(Task goal) Provide only the number of lines below that hold "Create".

(Dataset)

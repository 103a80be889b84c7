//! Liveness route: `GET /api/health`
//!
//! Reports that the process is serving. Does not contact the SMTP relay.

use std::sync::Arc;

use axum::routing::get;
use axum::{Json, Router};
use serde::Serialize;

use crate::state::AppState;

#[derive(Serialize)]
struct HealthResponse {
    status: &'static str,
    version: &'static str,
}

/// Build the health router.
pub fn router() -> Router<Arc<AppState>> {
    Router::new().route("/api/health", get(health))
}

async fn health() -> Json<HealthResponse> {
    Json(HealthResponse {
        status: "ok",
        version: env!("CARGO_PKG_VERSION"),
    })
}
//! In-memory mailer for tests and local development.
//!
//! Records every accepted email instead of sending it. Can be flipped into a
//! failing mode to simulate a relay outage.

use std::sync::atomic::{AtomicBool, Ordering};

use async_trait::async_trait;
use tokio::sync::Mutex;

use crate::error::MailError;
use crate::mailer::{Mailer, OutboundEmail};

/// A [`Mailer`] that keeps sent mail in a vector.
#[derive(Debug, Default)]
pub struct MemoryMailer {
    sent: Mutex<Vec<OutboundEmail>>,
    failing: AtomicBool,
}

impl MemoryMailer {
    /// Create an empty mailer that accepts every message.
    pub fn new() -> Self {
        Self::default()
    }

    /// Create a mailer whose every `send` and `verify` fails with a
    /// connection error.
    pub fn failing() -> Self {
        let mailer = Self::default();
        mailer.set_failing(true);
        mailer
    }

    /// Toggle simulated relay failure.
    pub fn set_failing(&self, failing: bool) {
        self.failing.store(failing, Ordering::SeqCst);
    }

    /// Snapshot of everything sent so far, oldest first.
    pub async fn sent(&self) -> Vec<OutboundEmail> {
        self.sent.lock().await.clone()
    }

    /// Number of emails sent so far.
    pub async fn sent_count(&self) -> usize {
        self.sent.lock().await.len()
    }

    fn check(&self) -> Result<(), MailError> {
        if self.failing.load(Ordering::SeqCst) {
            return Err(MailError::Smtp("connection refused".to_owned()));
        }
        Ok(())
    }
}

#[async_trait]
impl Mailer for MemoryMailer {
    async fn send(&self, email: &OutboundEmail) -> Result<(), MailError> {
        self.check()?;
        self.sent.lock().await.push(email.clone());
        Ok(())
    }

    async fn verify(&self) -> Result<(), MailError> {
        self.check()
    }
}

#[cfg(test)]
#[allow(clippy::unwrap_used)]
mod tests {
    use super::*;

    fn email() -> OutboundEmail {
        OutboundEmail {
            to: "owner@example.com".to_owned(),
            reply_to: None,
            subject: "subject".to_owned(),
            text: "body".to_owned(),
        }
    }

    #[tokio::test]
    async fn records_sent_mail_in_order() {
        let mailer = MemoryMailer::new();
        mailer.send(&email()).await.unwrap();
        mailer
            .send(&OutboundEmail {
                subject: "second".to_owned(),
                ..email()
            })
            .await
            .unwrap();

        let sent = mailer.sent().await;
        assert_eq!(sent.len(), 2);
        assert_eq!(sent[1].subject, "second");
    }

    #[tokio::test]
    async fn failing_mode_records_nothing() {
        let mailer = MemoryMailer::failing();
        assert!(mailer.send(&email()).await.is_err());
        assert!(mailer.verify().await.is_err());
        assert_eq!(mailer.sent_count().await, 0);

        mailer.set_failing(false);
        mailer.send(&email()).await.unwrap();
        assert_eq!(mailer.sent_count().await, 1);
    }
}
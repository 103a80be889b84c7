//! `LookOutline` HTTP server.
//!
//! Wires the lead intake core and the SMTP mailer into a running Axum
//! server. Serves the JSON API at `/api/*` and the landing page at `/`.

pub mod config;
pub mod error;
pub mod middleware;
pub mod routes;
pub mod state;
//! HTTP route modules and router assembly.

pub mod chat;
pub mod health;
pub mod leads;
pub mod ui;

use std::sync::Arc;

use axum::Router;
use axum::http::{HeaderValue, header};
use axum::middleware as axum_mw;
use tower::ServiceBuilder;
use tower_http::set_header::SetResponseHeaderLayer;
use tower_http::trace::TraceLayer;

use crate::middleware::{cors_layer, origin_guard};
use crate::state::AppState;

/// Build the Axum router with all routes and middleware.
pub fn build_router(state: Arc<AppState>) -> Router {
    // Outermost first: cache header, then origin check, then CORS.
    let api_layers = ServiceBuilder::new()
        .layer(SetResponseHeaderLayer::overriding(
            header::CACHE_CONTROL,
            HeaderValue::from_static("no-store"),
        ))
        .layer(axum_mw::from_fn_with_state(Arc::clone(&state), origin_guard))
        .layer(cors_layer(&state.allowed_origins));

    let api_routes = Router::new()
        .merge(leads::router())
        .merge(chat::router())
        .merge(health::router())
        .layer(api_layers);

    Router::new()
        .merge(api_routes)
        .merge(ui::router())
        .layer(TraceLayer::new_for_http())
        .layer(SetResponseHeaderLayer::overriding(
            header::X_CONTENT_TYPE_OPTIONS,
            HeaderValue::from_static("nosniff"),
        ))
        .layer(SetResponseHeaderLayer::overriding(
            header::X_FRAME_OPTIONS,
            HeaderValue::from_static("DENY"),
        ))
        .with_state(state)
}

* * *

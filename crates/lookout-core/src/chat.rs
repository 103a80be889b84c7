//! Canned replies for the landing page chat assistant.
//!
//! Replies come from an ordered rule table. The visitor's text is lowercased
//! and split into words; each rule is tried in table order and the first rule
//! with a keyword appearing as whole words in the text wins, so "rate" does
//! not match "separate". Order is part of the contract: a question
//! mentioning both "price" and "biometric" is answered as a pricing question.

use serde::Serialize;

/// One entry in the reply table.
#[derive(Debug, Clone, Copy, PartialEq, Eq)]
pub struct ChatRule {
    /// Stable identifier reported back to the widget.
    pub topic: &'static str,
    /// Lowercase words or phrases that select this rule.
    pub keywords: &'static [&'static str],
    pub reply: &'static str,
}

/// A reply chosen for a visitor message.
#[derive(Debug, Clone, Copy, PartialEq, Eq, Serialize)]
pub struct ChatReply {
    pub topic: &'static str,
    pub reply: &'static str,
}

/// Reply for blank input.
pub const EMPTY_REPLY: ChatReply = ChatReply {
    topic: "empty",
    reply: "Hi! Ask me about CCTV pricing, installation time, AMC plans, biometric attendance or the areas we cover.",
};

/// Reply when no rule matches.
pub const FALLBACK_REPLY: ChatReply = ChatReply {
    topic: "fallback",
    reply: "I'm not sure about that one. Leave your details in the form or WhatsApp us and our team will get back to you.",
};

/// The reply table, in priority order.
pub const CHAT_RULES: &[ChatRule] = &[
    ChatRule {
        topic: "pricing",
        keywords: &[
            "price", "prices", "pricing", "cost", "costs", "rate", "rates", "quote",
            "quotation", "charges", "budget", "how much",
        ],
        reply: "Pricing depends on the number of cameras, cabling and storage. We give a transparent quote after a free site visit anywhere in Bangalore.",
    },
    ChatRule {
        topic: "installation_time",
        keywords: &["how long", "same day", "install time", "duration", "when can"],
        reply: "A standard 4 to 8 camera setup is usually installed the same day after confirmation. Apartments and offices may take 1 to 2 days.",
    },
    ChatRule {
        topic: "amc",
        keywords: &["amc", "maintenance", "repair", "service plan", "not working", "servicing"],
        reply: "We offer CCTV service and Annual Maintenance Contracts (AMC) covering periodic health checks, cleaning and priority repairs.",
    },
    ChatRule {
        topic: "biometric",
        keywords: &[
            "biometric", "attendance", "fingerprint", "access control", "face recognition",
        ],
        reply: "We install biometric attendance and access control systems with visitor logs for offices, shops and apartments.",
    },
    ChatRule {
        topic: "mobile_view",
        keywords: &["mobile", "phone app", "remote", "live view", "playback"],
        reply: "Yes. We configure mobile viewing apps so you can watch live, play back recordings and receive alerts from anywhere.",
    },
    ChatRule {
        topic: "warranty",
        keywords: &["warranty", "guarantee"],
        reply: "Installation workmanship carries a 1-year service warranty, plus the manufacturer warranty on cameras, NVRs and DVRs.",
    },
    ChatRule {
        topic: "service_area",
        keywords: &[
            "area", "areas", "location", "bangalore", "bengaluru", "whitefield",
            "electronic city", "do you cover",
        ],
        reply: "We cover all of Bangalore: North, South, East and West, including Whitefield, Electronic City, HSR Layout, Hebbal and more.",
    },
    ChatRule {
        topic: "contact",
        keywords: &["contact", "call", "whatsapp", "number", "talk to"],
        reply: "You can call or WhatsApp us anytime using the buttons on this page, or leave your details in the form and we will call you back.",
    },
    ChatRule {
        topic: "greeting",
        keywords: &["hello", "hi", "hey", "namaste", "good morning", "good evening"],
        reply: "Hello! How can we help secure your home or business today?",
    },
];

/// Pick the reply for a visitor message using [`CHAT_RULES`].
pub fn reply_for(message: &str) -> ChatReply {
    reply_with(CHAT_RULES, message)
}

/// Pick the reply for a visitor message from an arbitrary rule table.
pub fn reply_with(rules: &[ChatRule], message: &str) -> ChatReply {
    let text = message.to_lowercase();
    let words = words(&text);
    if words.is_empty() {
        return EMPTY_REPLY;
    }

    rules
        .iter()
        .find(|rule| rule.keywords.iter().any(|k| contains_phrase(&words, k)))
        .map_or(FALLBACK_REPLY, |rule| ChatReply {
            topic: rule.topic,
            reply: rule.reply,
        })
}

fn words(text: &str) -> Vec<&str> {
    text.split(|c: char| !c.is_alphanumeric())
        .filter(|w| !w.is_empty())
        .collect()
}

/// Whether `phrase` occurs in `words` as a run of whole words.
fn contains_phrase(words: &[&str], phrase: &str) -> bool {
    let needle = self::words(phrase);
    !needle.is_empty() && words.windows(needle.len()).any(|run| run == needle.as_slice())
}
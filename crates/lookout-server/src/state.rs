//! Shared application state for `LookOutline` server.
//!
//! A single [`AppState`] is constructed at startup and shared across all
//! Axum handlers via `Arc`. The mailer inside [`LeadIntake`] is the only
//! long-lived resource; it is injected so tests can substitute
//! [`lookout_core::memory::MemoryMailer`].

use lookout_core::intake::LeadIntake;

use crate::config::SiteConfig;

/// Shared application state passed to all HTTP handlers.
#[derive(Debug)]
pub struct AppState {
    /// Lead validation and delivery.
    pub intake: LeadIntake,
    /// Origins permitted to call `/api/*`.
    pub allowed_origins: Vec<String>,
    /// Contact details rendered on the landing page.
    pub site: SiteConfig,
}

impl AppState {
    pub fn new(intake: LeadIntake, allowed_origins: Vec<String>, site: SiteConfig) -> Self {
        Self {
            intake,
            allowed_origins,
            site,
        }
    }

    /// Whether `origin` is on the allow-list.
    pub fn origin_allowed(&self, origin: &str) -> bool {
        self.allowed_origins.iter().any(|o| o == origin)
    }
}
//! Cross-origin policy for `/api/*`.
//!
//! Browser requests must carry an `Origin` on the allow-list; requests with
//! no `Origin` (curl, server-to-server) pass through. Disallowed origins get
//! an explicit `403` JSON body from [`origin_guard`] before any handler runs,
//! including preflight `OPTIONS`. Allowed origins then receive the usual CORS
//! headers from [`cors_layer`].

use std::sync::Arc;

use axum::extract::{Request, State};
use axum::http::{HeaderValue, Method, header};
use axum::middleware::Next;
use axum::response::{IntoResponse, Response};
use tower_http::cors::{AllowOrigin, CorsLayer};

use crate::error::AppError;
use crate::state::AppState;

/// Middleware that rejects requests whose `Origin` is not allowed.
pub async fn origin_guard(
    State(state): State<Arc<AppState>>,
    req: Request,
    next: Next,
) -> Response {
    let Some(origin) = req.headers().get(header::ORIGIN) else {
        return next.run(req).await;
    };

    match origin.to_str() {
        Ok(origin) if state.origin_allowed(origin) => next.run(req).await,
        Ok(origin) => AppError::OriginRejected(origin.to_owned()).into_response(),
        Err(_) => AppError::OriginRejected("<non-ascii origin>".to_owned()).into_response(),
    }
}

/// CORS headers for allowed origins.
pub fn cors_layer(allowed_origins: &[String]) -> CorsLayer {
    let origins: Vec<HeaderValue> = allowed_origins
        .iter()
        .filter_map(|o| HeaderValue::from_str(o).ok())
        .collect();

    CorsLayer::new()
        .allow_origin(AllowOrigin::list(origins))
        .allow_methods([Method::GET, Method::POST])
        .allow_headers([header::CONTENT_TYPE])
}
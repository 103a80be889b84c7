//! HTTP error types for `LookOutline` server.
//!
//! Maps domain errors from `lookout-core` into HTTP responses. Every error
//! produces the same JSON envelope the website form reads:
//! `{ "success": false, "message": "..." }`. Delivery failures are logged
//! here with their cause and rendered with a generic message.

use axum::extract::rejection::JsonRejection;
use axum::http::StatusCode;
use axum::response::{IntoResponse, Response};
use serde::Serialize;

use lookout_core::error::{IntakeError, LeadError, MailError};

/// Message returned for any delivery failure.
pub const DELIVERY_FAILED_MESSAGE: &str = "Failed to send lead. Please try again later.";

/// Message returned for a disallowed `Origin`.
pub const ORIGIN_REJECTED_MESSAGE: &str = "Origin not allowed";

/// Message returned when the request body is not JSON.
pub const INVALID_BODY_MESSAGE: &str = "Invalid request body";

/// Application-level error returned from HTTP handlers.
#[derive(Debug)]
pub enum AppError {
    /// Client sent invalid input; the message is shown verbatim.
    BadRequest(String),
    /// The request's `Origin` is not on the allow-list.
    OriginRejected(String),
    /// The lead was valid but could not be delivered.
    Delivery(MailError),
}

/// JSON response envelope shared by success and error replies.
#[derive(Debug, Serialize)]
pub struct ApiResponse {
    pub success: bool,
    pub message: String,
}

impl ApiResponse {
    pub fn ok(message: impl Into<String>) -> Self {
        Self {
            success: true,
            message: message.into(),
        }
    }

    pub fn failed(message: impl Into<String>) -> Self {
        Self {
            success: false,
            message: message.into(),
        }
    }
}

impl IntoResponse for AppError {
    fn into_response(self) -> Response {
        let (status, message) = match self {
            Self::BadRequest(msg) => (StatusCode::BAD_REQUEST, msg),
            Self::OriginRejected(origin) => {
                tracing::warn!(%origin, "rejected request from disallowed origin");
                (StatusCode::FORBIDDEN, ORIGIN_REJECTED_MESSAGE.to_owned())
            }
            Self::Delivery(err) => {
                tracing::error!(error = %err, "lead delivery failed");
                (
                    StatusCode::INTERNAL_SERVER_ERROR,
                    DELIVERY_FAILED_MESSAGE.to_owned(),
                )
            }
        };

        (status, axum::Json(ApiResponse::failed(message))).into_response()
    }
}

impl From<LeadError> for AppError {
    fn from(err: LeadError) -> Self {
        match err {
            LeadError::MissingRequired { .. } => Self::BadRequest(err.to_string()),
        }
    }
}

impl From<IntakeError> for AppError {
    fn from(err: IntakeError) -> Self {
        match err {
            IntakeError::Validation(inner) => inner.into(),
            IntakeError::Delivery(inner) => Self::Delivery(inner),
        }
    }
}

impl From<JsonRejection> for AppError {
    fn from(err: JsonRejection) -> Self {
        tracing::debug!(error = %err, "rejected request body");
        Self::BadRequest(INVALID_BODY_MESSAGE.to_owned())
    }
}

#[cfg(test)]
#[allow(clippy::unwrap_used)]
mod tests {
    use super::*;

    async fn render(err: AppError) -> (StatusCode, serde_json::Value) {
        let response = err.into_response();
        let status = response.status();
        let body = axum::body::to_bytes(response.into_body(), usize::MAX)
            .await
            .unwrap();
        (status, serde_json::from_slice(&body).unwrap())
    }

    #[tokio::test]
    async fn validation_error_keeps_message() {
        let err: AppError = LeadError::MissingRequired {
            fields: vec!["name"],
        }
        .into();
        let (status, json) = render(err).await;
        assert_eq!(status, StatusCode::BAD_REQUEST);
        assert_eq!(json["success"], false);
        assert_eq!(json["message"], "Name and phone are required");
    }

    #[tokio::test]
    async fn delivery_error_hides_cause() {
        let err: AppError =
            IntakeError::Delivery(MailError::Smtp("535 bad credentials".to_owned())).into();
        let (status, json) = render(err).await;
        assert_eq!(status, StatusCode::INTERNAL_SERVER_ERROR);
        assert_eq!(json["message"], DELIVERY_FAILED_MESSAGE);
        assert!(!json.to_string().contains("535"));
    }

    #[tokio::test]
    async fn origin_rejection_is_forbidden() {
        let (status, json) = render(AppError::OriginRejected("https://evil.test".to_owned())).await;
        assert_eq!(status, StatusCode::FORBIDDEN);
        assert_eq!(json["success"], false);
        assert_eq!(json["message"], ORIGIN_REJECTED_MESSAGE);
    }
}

--

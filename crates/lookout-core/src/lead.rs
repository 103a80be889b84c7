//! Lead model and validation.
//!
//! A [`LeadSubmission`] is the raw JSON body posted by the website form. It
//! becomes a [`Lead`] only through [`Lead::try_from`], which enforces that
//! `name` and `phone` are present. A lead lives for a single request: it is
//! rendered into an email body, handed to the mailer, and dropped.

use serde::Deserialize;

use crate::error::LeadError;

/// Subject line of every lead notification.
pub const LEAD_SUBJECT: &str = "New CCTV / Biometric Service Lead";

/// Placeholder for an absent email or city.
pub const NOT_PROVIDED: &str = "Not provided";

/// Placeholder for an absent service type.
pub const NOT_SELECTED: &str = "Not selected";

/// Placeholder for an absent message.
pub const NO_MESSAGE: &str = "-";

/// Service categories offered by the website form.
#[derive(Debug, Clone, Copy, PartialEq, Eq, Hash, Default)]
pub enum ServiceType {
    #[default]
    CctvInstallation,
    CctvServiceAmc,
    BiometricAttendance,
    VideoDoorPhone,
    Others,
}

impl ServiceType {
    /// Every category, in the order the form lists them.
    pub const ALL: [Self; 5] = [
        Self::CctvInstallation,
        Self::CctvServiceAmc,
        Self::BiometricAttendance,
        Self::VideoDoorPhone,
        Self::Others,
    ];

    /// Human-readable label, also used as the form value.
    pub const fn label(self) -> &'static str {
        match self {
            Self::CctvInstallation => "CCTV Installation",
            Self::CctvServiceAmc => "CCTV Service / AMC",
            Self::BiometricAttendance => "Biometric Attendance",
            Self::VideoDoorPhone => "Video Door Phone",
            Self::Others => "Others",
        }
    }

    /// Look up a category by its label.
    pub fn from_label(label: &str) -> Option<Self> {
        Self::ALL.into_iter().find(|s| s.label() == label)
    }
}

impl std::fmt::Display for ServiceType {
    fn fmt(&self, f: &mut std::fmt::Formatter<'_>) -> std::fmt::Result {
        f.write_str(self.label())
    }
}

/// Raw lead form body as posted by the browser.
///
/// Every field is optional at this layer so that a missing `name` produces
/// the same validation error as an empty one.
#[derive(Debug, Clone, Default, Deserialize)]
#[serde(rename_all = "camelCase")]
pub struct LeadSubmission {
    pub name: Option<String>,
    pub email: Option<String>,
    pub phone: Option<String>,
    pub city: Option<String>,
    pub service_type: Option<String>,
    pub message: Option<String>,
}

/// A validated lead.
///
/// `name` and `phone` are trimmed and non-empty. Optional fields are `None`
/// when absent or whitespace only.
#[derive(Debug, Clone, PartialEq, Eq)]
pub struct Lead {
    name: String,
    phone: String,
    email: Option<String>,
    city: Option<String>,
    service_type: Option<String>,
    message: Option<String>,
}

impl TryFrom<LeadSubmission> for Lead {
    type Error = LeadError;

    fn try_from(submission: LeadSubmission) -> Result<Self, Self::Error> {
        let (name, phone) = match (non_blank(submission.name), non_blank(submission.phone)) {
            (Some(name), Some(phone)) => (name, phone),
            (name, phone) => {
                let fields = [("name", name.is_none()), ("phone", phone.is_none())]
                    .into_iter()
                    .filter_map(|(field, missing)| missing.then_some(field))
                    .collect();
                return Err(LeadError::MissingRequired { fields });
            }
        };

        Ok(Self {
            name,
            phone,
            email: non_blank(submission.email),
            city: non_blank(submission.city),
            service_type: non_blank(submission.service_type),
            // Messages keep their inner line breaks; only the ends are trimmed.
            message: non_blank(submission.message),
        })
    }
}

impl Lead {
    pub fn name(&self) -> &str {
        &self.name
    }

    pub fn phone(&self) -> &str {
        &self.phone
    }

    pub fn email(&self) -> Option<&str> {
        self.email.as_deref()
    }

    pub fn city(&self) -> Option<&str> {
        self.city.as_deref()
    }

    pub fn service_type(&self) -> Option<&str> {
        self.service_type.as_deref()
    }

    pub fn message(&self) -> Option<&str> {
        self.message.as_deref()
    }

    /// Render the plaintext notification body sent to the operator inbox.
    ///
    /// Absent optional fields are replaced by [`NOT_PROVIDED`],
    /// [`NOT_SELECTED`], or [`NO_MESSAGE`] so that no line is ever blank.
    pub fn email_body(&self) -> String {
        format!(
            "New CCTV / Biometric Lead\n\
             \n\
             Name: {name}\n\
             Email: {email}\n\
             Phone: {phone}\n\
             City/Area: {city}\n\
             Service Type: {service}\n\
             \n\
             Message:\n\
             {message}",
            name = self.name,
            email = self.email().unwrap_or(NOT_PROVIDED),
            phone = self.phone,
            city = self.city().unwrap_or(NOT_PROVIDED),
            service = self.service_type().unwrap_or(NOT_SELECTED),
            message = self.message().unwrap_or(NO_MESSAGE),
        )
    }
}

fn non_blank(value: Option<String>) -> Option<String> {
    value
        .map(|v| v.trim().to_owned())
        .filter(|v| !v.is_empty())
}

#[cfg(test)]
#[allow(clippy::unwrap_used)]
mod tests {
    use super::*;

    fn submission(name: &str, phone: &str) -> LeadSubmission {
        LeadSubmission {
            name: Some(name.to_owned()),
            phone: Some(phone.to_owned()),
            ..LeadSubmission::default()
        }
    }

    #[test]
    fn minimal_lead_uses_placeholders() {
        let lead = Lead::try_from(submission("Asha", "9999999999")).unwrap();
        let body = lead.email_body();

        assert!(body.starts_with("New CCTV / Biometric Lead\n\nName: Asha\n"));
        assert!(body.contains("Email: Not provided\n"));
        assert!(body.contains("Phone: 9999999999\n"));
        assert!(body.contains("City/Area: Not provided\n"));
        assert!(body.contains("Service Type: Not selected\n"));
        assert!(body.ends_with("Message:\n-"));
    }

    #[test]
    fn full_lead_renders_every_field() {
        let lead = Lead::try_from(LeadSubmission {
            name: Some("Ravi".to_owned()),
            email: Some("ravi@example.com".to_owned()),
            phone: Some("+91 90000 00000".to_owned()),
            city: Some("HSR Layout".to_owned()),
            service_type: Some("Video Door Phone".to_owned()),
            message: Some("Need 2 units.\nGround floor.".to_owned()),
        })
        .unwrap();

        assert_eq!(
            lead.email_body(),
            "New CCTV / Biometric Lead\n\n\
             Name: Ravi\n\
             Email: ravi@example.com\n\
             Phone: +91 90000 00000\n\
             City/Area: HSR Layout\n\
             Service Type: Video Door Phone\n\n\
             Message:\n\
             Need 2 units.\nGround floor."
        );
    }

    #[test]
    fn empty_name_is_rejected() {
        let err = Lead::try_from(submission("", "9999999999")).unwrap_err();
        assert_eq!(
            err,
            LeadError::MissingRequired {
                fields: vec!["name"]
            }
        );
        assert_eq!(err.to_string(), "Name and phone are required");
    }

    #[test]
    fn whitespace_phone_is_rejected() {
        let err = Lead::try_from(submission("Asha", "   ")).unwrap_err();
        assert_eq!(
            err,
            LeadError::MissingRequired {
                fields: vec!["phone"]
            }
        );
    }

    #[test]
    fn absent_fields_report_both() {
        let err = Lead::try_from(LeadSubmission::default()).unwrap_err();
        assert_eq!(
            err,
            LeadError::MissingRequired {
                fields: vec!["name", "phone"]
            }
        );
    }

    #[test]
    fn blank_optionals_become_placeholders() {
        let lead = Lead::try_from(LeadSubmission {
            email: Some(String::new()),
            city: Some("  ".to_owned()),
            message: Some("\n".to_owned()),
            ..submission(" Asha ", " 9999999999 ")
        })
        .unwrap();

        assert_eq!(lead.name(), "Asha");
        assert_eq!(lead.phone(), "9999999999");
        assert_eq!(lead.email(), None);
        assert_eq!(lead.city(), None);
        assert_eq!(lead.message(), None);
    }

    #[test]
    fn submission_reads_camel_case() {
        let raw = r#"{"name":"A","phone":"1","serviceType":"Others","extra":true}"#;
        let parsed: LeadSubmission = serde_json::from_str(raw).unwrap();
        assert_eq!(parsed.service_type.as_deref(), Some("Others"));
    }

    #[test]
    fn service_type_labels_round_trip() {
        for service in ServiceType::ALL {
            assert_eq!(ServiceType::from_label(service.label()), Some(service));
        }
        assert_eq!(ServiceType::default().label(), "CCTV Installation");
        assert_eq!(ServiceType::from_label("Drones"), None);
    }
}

(Answer area) 2